According to a report on the website of the Russian "Labour Daily" on July 18, the Russian State Atomic Energy Corporation announced on the 18th that engineers and scientists from the Russian National Research Nuclear University-Moscow Engineering Physics Institute of Laser and Plasma Technology have developed a working 80's small nuclear battery prototype.

"Russian scientists have developed a prototype of a small nuclear battery based on plutonium isotopes. The device can safely and automatically provide electrical energy for decades without recharging," the announcement said.

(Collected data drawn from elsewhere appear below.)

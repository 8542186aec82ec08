//! HTTP 辅助工具：客户端 IP 解析、存储接口 CORS 与安全头。

use axum::body::Body as AxumBody;
use axum::http::{HeaderMap, HeaderValue, Request, StatusCode, header};
use axum::{middleware, response::IntoResponse, response::Response};
use std::net::IpAddr;

const CORS_ALLOW_ORIGIN: &str = "*";
const CORS_ALLOW_METHODS: &str = "GET, POST, OPTIONS";
const CORS_ALLOW_HEADERS: &str = "Content-Type, x-auth-password";

/// 从 `x-forwarded-for` 解析客户端 IP。
pub fn extract_forwarded_ip(headers: &HeaderMap) -> Option<IpAddr> {
    headers
        .get("x-forwarded-for")
        .and_then(|value| value.to_str().ok())
        .and_then(|value| value.split(',').next())
        .map(str::trim)
        .filter(|value| !value.is_empty())
        .and_then(|value| value.parse::<IpAddr>().ok())
}

/// 写入存储接口的跨域响应头。
pub fn apply_cors_headers(headers: &mut HeaderMap) {
    headers.insert(
        header::ACCESS_CONTROL_ALLOW_ORIGIN,
        HeaderValue::from_static(CORS_ALLOW_ORIGIN),
    );
    headers.insert(
        header::ACCESS_CONTROL_ALLOW_METHODS,
        HeaderValue::from_static(CORS_ALLOW_METHODS),
    );
    headers.insert(
        header::ACCESS_CONTROL_ALLOW_HEADERS,
        HeaderValue::from_static(CORS_ALLOW_HEADERS),
    );
}

/// 预检请求：空响应体 204。
pub async fn cors_preflight() -> Response {
    let mut response = StatusCode::NO_CONTENT.into_response();
    apply_cors_headers(response.headers_mut());
    response
}

/// 为所有响应（含错误）附加跨域头。
pub async fn add_cors_headers(
    request: Request<AxumBody>,
    next: middleware::Next,
) -> Result<Response, StatusCode> {
    let mut response = next.run(request).await;
    apply_cors_headers(response.headers_mut());
    Ok(response)
}

/// 添加基础安全响应头。
pub async fn add_security_headers(
    request: Request<AxumBody>,
    next: middleware::Next,
) -> Result<Response, StatusCode> {
    let mut response = next.run(request).await;
    let headers = response.headers_mut();
    headers.insert(header::X_FRAME_OPTIONS, HeaderValue::from_static("DENY"));
    headers.insert(
        header::X_CONTENT_TYPE_OPTIONS,
        HeaderValue::from_static("nosniff"),
    );
    Ok(response)
}
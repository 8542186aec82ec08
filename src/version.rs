//! 构建信息接口。

use axum::response::Json as JsonResponse;
use serde::Serialize;

#[derive(Debug, Serialize)]
#[serde(rename_all = "camelCase")]
pub struct BuildInfo {
    name: &'static str,
    version: &'static str,
    commit: &'static str,
    build_time: &'static str,
    build_env: String,
}

impl BuildInfo {
    pub fn current() -> Self {
        Self {
            name: crate::build::PROJECT_NAME,
            version: crate::build::PKG_VERSION,
            commit: crate::build::SHORT_COMMIT,
            build_time: crate::build::BUILD_TIME,
            build_env: format!(
                "{},{}",
                crate::build::RUST_VERSION,
                crate::build::RUST_CHANNEL
            ),
        }
    }
}

/// 返回当前构建信息。
pub async fn get_build_info() -> JsonResponse<BuildInfo> {
    JsonResponse(BuildInfo::current())
}
fn main() {
    shadow_rs::ShadowBuilder::builder()
        .build()
        .expect("failed to generate build metadata");
}
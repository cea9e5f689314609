use chrono::{DateTime, Utc};

/// Application-owned record created by registration, keyed by identity id.
#[derive(Debug, Clone, PartialEq, Eq)]
pub struct Profile {
    pub id: String,
    pub full_name: Option<String>,
    pub created_at: DateTime<Utc>,
}
use std::sync::Arc;

use app_core::error::AppError;
use async_trait::async_trait;
use sea_orm::{DatabaseConnection, EntityTrait};
use uuid::Uuid;

use super::entity::prelude::Profiles;
use super::entity::profiles;
use super::repository::ProfileRepository;
use crate::domain::entity::profile::Profile;

/// SeaORM-backed [`ProfileRepository`] over the `profiles` table.
pub struct ProfileORM {
    db: Arc<DatabaseConnection>,
}

impl ProfileORM {
    pub fn new(db: Arc<DatabaseConnection>) -> Self {
        Self { db }
    }

    fn to_profile(&self, model: profiles::Model) -> Profile {
        Profile { id: model.id.to_string(), full_name: model.full_name, created_at: model.created_at.into() }
    }
}

#[async_trait]
impl ProfileRepository for ProfileORM {
    async fn find_profile_by_id(&self, id: &str) -> Result<Option<Profile>, AppError> {
        // Profiles are keyed by uuid; no row can match anything else.
        let Ok(key) = Uuid::parse_str(id) else {
            tracing::warn!(identity_id = %id, "Identity id is not a uuid, treating profile as missing");
            return Ok(None);
        };

        let model = Profiles::find_by_id(key).one(self.db.as_ref()).await?;

        Ok(model.map(|m| self.to_profile(m)))
    }
}
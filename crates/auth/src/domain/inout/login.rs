use validator::Validate;

// ╔════════════════════════════╗
// ║       Social Login         ║
// ╚════════════════════════════╝

#[derive(Debug, Validate)]
pub struct SocialLoginInput {
    #[validate(length(min = 1, max = 32, message = "must be between 1 and 32 characters"))]
    pub provider: String,
}

#[derive(Debug)]
pub struct SocialLoginOutput {
    pub auth_url: String,
    pub pkce_verifier: String,
}
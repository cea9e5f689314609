use std::sync::Arc;

use app_core::config::Config;
use tower_cookies::Key;

use crate::usecase::callback::CallbackUseCase;
use crate::usecase::login::LoginUseCase;

#[derive(Clone)]
pub struct AuthState {
    pub cookie_key: Key,
    pub config: Arc<Config>,
    pub callback: Arc<dyn CallbackUseCase>,
    pub login: Arc<dyn LoginUseCase>,
}

impl AuthState {
    pub fn new(
        cookie_key: Key,
        config: Arc<Config>,
        callback: Arc<dyn CallbackUseCase>,
        login: Arc<dyn LoginUseCase>,
    ) -> Self {
        Self { cookie_key, config, callback, login }
    }
}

Experts explained that nuclear batteries convert the decay energy of radioactive isotopes into electricity. An isotope of plutonium has a half-life of 87 years, so the battery would last that long.

The power of this nuclear battery is expected to be 500 watts, which can meet the power supply needs of facilities such as Arctic weather stations.

Although this kind of nuclear battery is not pocket-sized, it is quite compact and can be integrated into various instruments or mechanical devices without building storage buildings for it.

Andrei Kuznetsov, dean of the Institute of Laser and Plasma Technology of the Russian National Research Nuclear University-Moscow Institute of Engineering Physics, pointed out that this kind of battery may be put into mass production in the next five or six years, and it will be used in satellites, underwater instruments and various An irreplaceable source of power supply for polar equipment.

The news that Russian nuclear physicists were working in this direction came out about 4 years ago: at that time, Rosatom stated that experts from the Department of Semiconductor Electronics and Semiconductor Physics of the Moscow Institute of Iron and Steel and Alloys had introduced a nickel-63 A small nuclear battery prototype of the isotope, which has a half-life of 100 years.